Action item:
Look through the entries below and count every line in which "Self" appears; reply with the number only.

:: Records for the task

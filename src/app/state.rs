// ==========================================
// 考试监考排班系统 - 应用状态
// ==========================================
// 职责: 管理应用级别的共享状态和API实例
// 约束: 所有仓储共用一条 SQLite 连接
// ==========================================

use std::sync::{Arc, Mutex};

use crate::api::{AssignmentApi, PortalApi};
use crate::config::{ConfigManager, SettingsReader};
use crate::db::{open_sqlite_connection, stamp_schema_version};
use crate::repository::{Directory, PortalRepository, SqliteAssignmentStore};

/// 数据库路径环境变量
pub const DB_PATH_ENV: &str = "INVIGILATION_DUTY_DB_PATH";

/// 应用状态
///
/// 包含所有API实例和共享资源
pub struct AppState {
    /// 数据库路径
    pub db_path: String,

    /// 配置管理器
    pub config_manager: Arc<ConfigManager>,

    /// 分配API
    pub assignment_api: Arc<AssignmentApi>,

    /// 教师门户API
    pub portal_api: Arc<PortalApi>,
}

impl AppState {
    /// 创建新的AppState实例
    ///
    /// # 参数
    /// - db_path: 数据库文件路径
    /// - directory: 教师/考场/考试目录
    ///
    /// # 说明
    /// 该方法会：
    /// 1. 打开共享连接并记录 schema 版本
    /// 2. 读取配置（存储键、语言）
    /// 3. 加载分配集合并创建所有API实例
    pub fn new(db_path: String, directory: Arc<dyn Directory>) -> Result<Self, String> {
        tracing::info!("初始化AppState，数据库路径: {}", db_path);

        // 创建数据库连接（共享连接）
        let conn = open_sqlite_connection(&db_path)
            .map_err(|e| format!("无法打开数据库: {}", e))?;
        stamp_schema_version(&conn)
            .map_err(|e| format!("schema 版本初始化失败: {}", e))?;
        let conn = Arc::new(Mutex::new(conn));

        // 配置管理器
        let config_manager = Arc::new(
            ConfigManager::from_connection(conn.clone())
                .map_err(|e| format!("无法创建ConfigManager: {}", e))?
        );

        let locale = config_manager
            .get_locale()
            .map_err(|e| format!("读取语言配置失败: {}", e))?;
        crate::i18n::set_locale(&locale);

        let store_key = config_manager
            .get_assignment_store_key()
            .map_err(|e| format!("读取存储键配置失败: {}", e))?;

        // ==========================================
        // 初始化Repository层
        // ==========================================
        let assignment_store = Arc::new(
            SqliteAssignmentStore::from_connection(conn.clone(), &store_key)
                .map_err(|e| format!("无法创建SqliteAssignmentStore: {}", e))?
        );
        let portal_repo = Arc::new(
            PortalRepository::from_connection(conn)
                .map_err(|e| format!("无法创建PortalRepository: {}", e))?
        );

        // ==========================================
        // 初始化API层
        // ==========================================
        let assignment_api = Arc::new(
            AssignmentApi::new(assignment_store, directory)
                .map_err(|e| format!("无法加载分配集合: {}", e))?
        );
        let portal_api = Arc::new(PortalApi::new(
            assignment_api.clone(),
            portal_repo,
            config_manager.clone(),
        ));

        tracing::info!(store_key = %store_key, locale = %locale, "AppState初始化完成");

        Ok(Self {
            db_path,
            config_manager,
            assignment_api,
            portal_api,
        })
    }
}

/// 获取默认数据库路径
///
/// 优先级: 环境变量 INVIGILATION_DUTY_DB_PATH > 用户数据目录 > 当前目录
pub fn get_default_db_path() -> String {
    use std::path::PathBuf;

    // 允许通过环境变量显式指定 DB 路径（便于调试/测试/CI）
    if let Ok(path) = std::env::var(DB_PATH_ENV) {
        let trimmed = path.trim();
        if !trimmed.is_empty() {
            return trimmed.to_string();
        }
    }

    let mut path = PathBuf::from("./invigilation_duty.db");

    if let Some(data_dir) = dirs::data_dir() {
        let dir = data_dir.join("invigilation-duty");
        // 目录创建失败时退回当前目录
        if std::fs::create_dir_all(&dir).is_ok() {
            path = dir.join("invigilation_duty.db");
        }
    }

    path.to_string_lossy().to_string()
}

#[cfg(test)]
mod tests {
    use super::*;
    use crate::domain::{Exam, Hall, Teacher};
    use crate::repository::InMemoryDirectory;
    use chrono::NaiveDate;
    use tempfile::NamedTempFile;

    #[test]
    fn test_get_default_db_path() {
        let path = get_default_db_path();
        assert!(!path.is_empty());
        assert!(path.ends_with(".db"));
    }

    #[test]
    fn test_state_reloads_persisted_assignments() {
        // AppState::new 会设置全局 locale
        let _guard = crate::i18n::LOCALE_TEST_LOCK.lock().unwrap();
        let temp_file = NamedTempFile::new().unwrap();
        let db_path = temp_file.path().to_str().unwrap().to_string();
        let directory: Arc<dyn Directory> = Arc::new(InMemoryDirectory::new(
            vec![Teacher::new(1, "Alice", "Math")],
            vec![Hall::new(10, "Hall A", 100)],
            vec![Exam::new("E1", "Math", NaiveDate::from_ymd_opt(2024, 5, 1).unwrap(), None)],
        ));

        let state = AppState::new(db_path.clone(), directory.clone()).unwrap();
        let created = state.assignment_api.create_assignment("E1", 10, 1).unwrap();
        drop(state);

        let reopened = AppState::new(db_path, directory).unwrap();
        assert_eq!(reopened.assignment_api.list_assignments().unwrap(), vec![created]);
    }
}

::::

Exercise solution:
2